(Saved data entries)
-- Opening Marker --

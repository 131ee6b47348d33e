//! Moving platforms.
//!
//! A platform advances along its own path once per tick. Within a tick the
//! collision core pushes its state, lets it move in lock-step with the
//! sub-steps, and pops it again on exit, so the platform's own tick sees
//! exactly the state it had before.

use glam::DVec3;
use tumble_math::Aabb;
use tumble_types::{ObjectId, PlatformId};

use crate::soup::PolySoup;

/// Kinematic interface of a moving platform.
pub trait MovingPlatform {
    fn id(&self) -> PlatformId;

    /// Saves path time, position, velocity and swept box.
    fn push_tick_state(&mut self);

    /// Computes the velocity and swept box for the next `dt` seconds of path.
    fn compute_next_path_step(&mut self, dt: f64);

    /// Moves back to the position saved by [`MovingPlatform::push_tick_state`].
    fn reset_tick_state(&mut self);

    /// Moves `elapsed` seconds from the saved position at the current velocity,
    /// honouring a stop requested by [`MovingPlatform::set_stopped`].
    fn advance(&mut self, elapsed: f64);

    /// Restores everything saved by [`MovingPlatform::push_tick_state`].
    fn pop_tick_state(&mut self);

    /// Freezes the platform at its current tick time for the rest of the tick.
    fn set_stopped(&mut self);

    /// World box swept over the current path step.
    fn extruded_box(&self) -> Aabb;

    /// Linear velocity over the current path step.
    fn velocity(&self) -> DVec3;

    /// Appends the platform's world-space polygons overlapping `bounds`.
    fn build_poly_list(&self, bounds: &Aabb, out: &mut PolySoup);
}

#[derive(Debug, Clone, Copy)]
struct SavedState {
    path_time: f64,
    position: DVec3,
    velocity: DVec3,
    extruded: Aabb,
    stop_time: f64,
}

/// A platform shuttling between two points at constant speed.
///
/// The path runs `start → end → start` and repeats. A platform with
/// `start == end` or zero speed stays put.
#[derive(Debug, Clone)]
pub struct LinearPlatform {
    id: PlatformId,
    object: ObjectId,
    /// Polygons relative to the platform origin.
    local: PolySoup,
    local_bounds: Aabb,
    start: DVec3,
    end: DVec3,
    speed: f64,
    path_time: f64,
    position: DVec3,
    velocity: DVec3,
    extruded: Aabb,
    /// Tick-relative time at which the platform stops; infinite when running.
    stop_time: f64,
    /// Tick-relative time of the last advance.
    advance_time: f64,
    saved: Option<SavedState>,
}

impl LinearPlatform {
    /// Creates a platform at `start` whose polygons are given relative to
    /// its origin.
    pub fn new(
        id: PlatformId,
        object: ObjectId,
        local: PolySoup,
        start: DVec3,
        end: DVec3,
        speed: f64,
    ) -> Self {
        let local_bounds = local.bounds().unwrap_or(Aabb::ZERO);
        let extruded = local_bounds.translated(start);
        Self {
            id,
            object,
            local,
            local_bounds,
            start,
            end,
            speed,
            path_time: 0.0,
            position: start,
            velocity: DVec3::ZERO,
            extruded,
            stop_time: f64::INFINITY,
            advance_time: 0.0,
            saved: None,
        }
    }

    pub fn object(&self) -> ObjectId {
        self.object
    }

    pub fn position(&self) -> DVec3 {
        self.position
    }

    /// World box at the current position.
    pub fn world_box(&self) -> Aabb {
        self.local_bounds.translated(self.position)
    }

    /// Duration of one leg of the path, zero for a stationary platform.
    fn leg_time(&self) -> f64 {
        let length = (self.end - self.start).length();
        if self.speed <= 0.0 || length == 0.0 {
            0.0
        } else {
            length / self.speed
        }
    }

    /// Position along the path at path time `t`.
    pub fn path_position(&self, t: f64) -> DVec3 {
        let leg = self.leg_time();
        if leg == 0.0 {
            return self.start;
        }
        let phase = t.rem_euclid(2.0 * leg);
        let s = if phase <= leg { phase / leg } else { 2.0 - phase / leg };
        self.start.lerp(self.end, s)
    }

    /// Runs the platform's own tick: moves `dt` seconds along the path.
    pub fn advance_path(&mut self, dt: f64) {
        self.path_time += dt;
        self.position = self.path_position(self.path_time);
    }
}

impl MovingPlatform for LinearPlatform {
    fn id(&self) -> PlatformId {
        self.id
    }

    fn push_tick_state(&mut self) {
        self.saved = Some(SavedState {
            path_time: self.path_time,
            position: self.position,
            velocity: self.velocity,
            extruded: self.extruded,
            stop_time: self.stop_time,
        });
    }

    fn compute_next_path_step(&mut self, dt: f64) {
        self.advance_time = 0.0;
        let next = self.path_position(self.path_time + dt);
        let displacement = next - self.position;
        self.extruded = self.world_box().swept(displacement);
        self.velocity = if dt > 0.0 { displacement / dt } else { DVec3::ZERO };
    }

    fn reset_tick_state(&mut self) {
        self.advance_time = 0.0;
        if let Some(saved) = self.saved {
            self.position = saved.position;
        }
    }

    fn advance(&mut self, elapsed: f64) {
        self.advance_time = elapsed;
        let moving = elapsed.min(self.stop_time);
        if moving > 0.0 {
            self.position += self.velocity * moving;
        }
    }

    fn pop_tick_state(&mut self) {
        if let Some(saved) = self.saved.take() {
            self.path_time = saved.path_time;
            self.position = saved.position;
            self.velocity = saved.velocity;
            self.extruded = saved.extruded;
            self.stop_time = saved.stop_time;
        }
        self.advance_time = 0.0;
    }

    fn set_stopped(&mut self) {
        self.stop_time = self.stop_time.min(self.advance_time);
    }

    fn extruded_box(&self) -> Aabb {
        self.extruded
    }

    fn velocity(&self) -> DVec3 {
        self.velocity
    }

    fn build_poly_list(&self, bounds: &Aabb, out: &mut PolySoup) {
        out.append_overlapping(&self.local, bounds, self.position);
    }
}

-- Closing Marker --

• _WORK INSTRUCTION_: The only reply wanted is the number of lines in the records above containing the word "Clone".

• _REPLY TO THE EXERCISE_: 2